Shams Hamed, Rostami Naghi, Mohammadi Ivatloo Behnam
Faculty of Electrical and Computer Engineering, University of Tabriz, Tabriz, 51666-16471, Iran.
School of Energy Systems, LUT University, Tabriz, Finland.
Sci Rep. 2025 Jul 2;15(1):22486. doi: 10.1038/s41598-025-05440-z.

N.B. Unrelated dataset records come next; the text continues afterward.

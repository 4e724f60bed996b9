//! Bidirectional Search
//!
//! **Core Algorithm**: a pattern grows one symbol at a time on either end.
//! - Left extension `P -> cP`: backward search step on the forward BWT; the
//!   reverse range narrows by the rows of symbols smaller than `c`.
//! - Right extension `P -> Pc`: the mirror, using the BWT of the reversed text.
//!
//! Every extension is O(sigma) rank queries, independent of text size N.
//!
//! **Locate** without a sampled suffix array: the [`Cursor`] carries one
//! occurrence of the current pattern, refreshed from a run sample whenever the
//! range shrinks. The other occurrences are the neighbours of that one under
//! `phi` / `phi_inv`, as long as the permuted LCP stays at least the pattern
//! length.

extern crate alloc;
use alloc::vec::Vec;
use core::ops::Range;

use log::trace;

use crate::bwt::TERMINATOR;
use crate::index::{BrIndex, Side};
use crate::rle::{RleString, RunLengthString};
use crate::sparse::{EliasFano, SparseBitArray};

/// State of one bidirectional search.
///
/// `sample - offset` is the start of an occurrence of the current pattern `P`
/// in the text, and `sample_rev - offset_rev` the start of an occurrence of
/// `P` reversed in the reversed text.
#[derive(Clone, Debug, PartialEq, Eq, Hash)]
pub struct Cursor {
    range: Range<usize>,
    range_rev: Range<usize>,
    /// Forward BWT run holding the row of text position `sample`.
    run: usize,
    sample: usize,
    offset: usize,
    /// Reverse BWT run holding the row of reversed-text position `sample_rev`.
    run_rev: usize,
    sample_rev: usize,
    offset_rev: usize,
    len: usize,
}

impl Cursor {
    /// BWT range of `P` in the forward index.
    #[inline]
    pub fn range(&self) -> Range<usize> {
        self.range.clone()
    }

    /// BWT range of `P` reversed in the reverse index.
    #[inline]
    pub fn range_rev(&self) -> Range<usize> {
        self.range_rev.clone()
    }

    #[inline]
    pub fn pattern_length(&self) -> usize {
        self.len
    }

    /// Number of occurrences of `P`.
    #[inline]
    pub fn count(&self) -> usize {
        self.range.end.saturating_sub(self.range.start)
    }

    /// Forward and reverse BWT runs holding the rows of the two tracked
    /// sample positions.
    #[inline]
    pub fn sample_runs(&self) -> (usize, usize) {
        (self.run, self.run_rev)
    }

    /// True once an extension has failed.
    #[inline]
    pub fn is_empty(&self) -> bool {
        self.range.is_empty()
    }

    fn fail(&mut self) {
        self.range = 0..0;
        self.range_rev = 0..0;
    }
}

impl<B: SparseBitArray, S: RunLengthString> BrIndex<B, S> {
    /// Cursor for the empty pattern.
    pub fn reset_pattern(&self) -> Cursor {
        let n = self.text_size();
        // Row 0 of both BWTs is the terminator suffix, SA value n.
        Cursor {
            range: self.full_range(),
            range_rev: self.full_range(),
            run: 0,
            sample: n,
            offset: 0,
            run_rev: 0,
            sample_rev: n,
            offset_rev: 0,
            len: 0,
        }
    }

    /// Extends `P` to `cP`. Returns the new forward range, `0..0` if `cP`
    /// does not occur. A failed cursor stays empty.
    pub fn left_extension(&self, cursor: &mut Cursor, c: u8) -> Range<usize> {
        let prev = cursor.range.clone();
        let range = if c <= TERMINATOR { 0..0 } else { self.lf_range(prev.clone(), c) };
        if range.is_empty() {
            cursor.fail();
            return 0..0;
        }

        let skip = self.smaller_symbols(&self.forward, &prev, c);
        let start_rev = cursor.range_rev.start + skip;
        cursor.range_rev = start_rev..start_rev + range.len();

        if range.len() < prev.len() {
            // Some occurrence of P is not preceded by c: the tracked one may
            // be lost, so take a fresh sample.
            let hit = self.forward.boundary_sample(&prev, c);
            cursor.sample = hit.sample - 1;
            cursor.offset = 0;
            cursor.run = self.forward.bwt.run_of_position(self.lf(hit.row));
            cursor.sample_rev = self.text_size() - 1 - cursor.sample;
            cursor.offset_rev = cursor.len;
            cursor.run_rev = hit.link;
            trace!(
                "left refresh: run {} sample {} (rev run {} sample {})",
                cursor.run,
                cursor.sample,
                cursor.run_rev,
                cursor.sample_rev
            );
        } else {
            cursor.offset += 1;
        }

        cursor.len += 1;
        cursor.range = range.clone();
        range
    }

    /// Extends `P` to `Pc`. Returns the new reverse range, `0..0` if `Pc`
    /// does not occur. A failed cursor stays empty.
    pub fn right_extension(&self, cursor: &mut Cursor, c: u8) -> Range<usize> {
        let prev = cursor.range_rev.clone();
        let range_rev = if c <= TERMINATOR { 0..0 } else { self.lf_range_rev(prev.clone(), c) };
        if range_rev.is_empty() {
            cursor.fail();
            return 0..0;
        }

        let skip = self.smaller_symbols(&self.reverse, &prev, c);
        let start = cursor.range.start + skip;
        cursor.range = start..start + range_rev.len();

        if range_rev.len() < prev.len() {
            let hit = self.reverse.boundary_sample(&prev, c);
            cursor.sample_rev = hit.sample - 1;
            cursor.offset_rev = 0;
            cursor.run_rev = self.reverse.bwt.run_of_position(self.lf_rev(hit.row));
            cursor.sample = self.text_size() - 1 - cursor.sample_rev;
            cursor.offset = cursor.len;
            cursor.run = hit.link;
            trace!(
                "right refresh: run {} sample {} (fwd run {} sample {})",
                cursor.run_rev,
                cursor.sample_rev,
                cursor.run,
                cursor.sample
            );
        } else {
            cursor.offset_rev += 1;
        }

        cursor.len += 1;
        cursor.range_rev = range_rev.clone();
        range_rev
    }

    /// Rows of `range` whose BWT symbol is smaller than `c`.
    fn smaller_symbols(&self, side: &Side<S>, range: &Range<usize>, c: u8) -> usize {
        (0..c)
            .filter(|&a| !self.char_range(a).is_empty())
            .map(|a| side.bwt.rank(range.end, a) - side.bwt.rank(range.start, a))
            .sum()
    }

    /// Number of occurrences of the cursor's pattern.
    #[inline]
    pub fn count(&self, cursor: &Cursor) -> usize {
        cursor.count()
    }

    /// All text positions where the cursor's pattern starts, in suffix-array
    /// order. Empty once an extension has failed.
    ///
    /// # Complexity
    /// - O(occ) predecessor queries
    pub fn locate(&self, cursor: &Cursor) -> Vec<usize> {
        if cursor.is_empty() {
            return Vec::new();
        }
        let origin = Self::tracked_occurrence(cursor);
        let mut positions = Vec::with_capacity(cursor.count());

        // Towards the top of the range.
        let mut x = origin;
        while self.plcp.get(x) >= cursor.len {
            match self.phi(x) {
                Some(y) => {
                    positions.push(y);
                    x = y;
                }
                None => break,
            }
        }
        positions.reverse();
        positions.push(origin);

        // Towards the bottom.
        x = origin;
        while let Some(y) = self.phi_inv(x) {
            if self.plcp.get(y) < cursor.len {
                break;
            }
            positions.push(y);
            x = y;
        }

        debug_assert_eq!(positions.len(), cursor.count());
        positions
    }

    fn tracked_occurrence(cursor: &Cursor) -> usize {
        assert!(
            cursor.sample >= cursor.offset,
            "cursor sample {} behind offset {}",
            cursor.sample,
            cursor.offset
        );
        cursor.sample - cursor.offset
    }

    /// Lazily enumerates the occurrences of the cursor's pattern, starting
    /// from the one the cursor tracks.
    pub fn occurrences<'a>(&'a self, cursor: &Cursor) -> LocateIter<'a, B, S> {
        let remaining = cursor.count();
        let origin = if remaining == 0 { 0 } else { Self::tracked_occurrence(cursor) };
        LocateIter {
            index: self,
            origin,
            position: origin,
            len: cursor.len,
            phase: Phase::Origin,
            remaining,
        }
    }

    /// Starts a search over this index.
    pub fn search(&self) -> Search<'_, B, S> {
        Search::new(self)
    }

    /// Count occurrences of a pattern
    pub fn count_pattern(&self, pattern: &[u8]) -> usize {
        self.cursor_for(pattern).count()
    }

    /// Locate all positions of a pattern, in suffix-array order.
    pub fn locate_pattern(&self, pattern: &[u8]) -> Vec<usize> {
        self.locate(&self.cursor_for(pattern))
    }

    /// Check if pattern exists in text
    pub fn contains(&self, pattern: &[u8]) -> bool {
        self.count_pattern(pattern) > 0
    }

    fn cursor_for(&self, pattern: &[u8]) -> Cursor {
        let mut cursor = self.reset_pattern();
        for &c in pattern {
            if self.right_extension(&mut cursor, c).is_empty() {
                break;
            }
        }
        cursor
    }
}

The growth of renewable sources and electric vehicles' (EVs) load demand and associated uncertainties can stress the reliable network performance, such as uncertainty in both production and load sides, and power loss augmentation. These challenges can be mitigated by optimal planning considering variable output from wind and photovoltaic systems to meet the additional demand caused by EV charging. Swapping stations present an alternative solution for charging EVs that can lead to a different EV charging ecosystem. This study employs a stochastic clustering-based approach to optimally coallocate swapping stations, and wind-photovoltaic systems in networks. A K-means clustering method is implemented to classify price, energy demand, wind, and photovoltaic generation into appropriate clusters embedded into the particle swarm optimization (PSO) algorithm. The decision variables of PSO are the wind-photovoltaic system capacity and hybrid system placement to supply the EV load demand for battery swapping stations. The problem aims to maximize the net profit. The multi-criteria decision-making method, technique for order of preference by similarity to ideal solution, is applied to evaluate the results by considering all key influence criteria on the system's performance. The performance of the proposed optimal co-allocation method on the IEEE 33-bus system has been investigated to demonstrate the effectiveness of integrating battery swapping stations into distribution systems.
可再生能源的增长以及电动汽车(EV)的负荷需求和相关不确定性会给可靠的电网性能带来压力,例如生产侧和负荷侧的不确定性以及功率损耗增加。通过考虑风力和光伏系统的可变输出进行优化规划,以满足电动汽车充电所带来的额外需求,可以缓解这些挑战。换电站为电动汽车充电提供了一种替代解决方案,这可能会形成不同的电动汽车充电生态系统。本研究采用基于随机聚类的方法,对网络中的换电站和风力 - 光伏系统进行最优协同配置。采用K - 均值聚类方法将价格、能源需求、风力和光伏发电分类到嵌入粒子群优化(PSO)算法的适当聚类中。PSO的决策变量是风力 - 光伏系统容量和混合系统布局,以满足电池换电站的电动汽车负荷需求。该问题旨在最大化净利润。应用多准则决策方法——理想解相似度排序法,通过考虑所有对系统性能有关键影响的准则来评估结果。研究了所提出的最优协同配置方法在IEEE 33节点系统上的性能,以证明将电池换电站集成到配电系统中的有效性。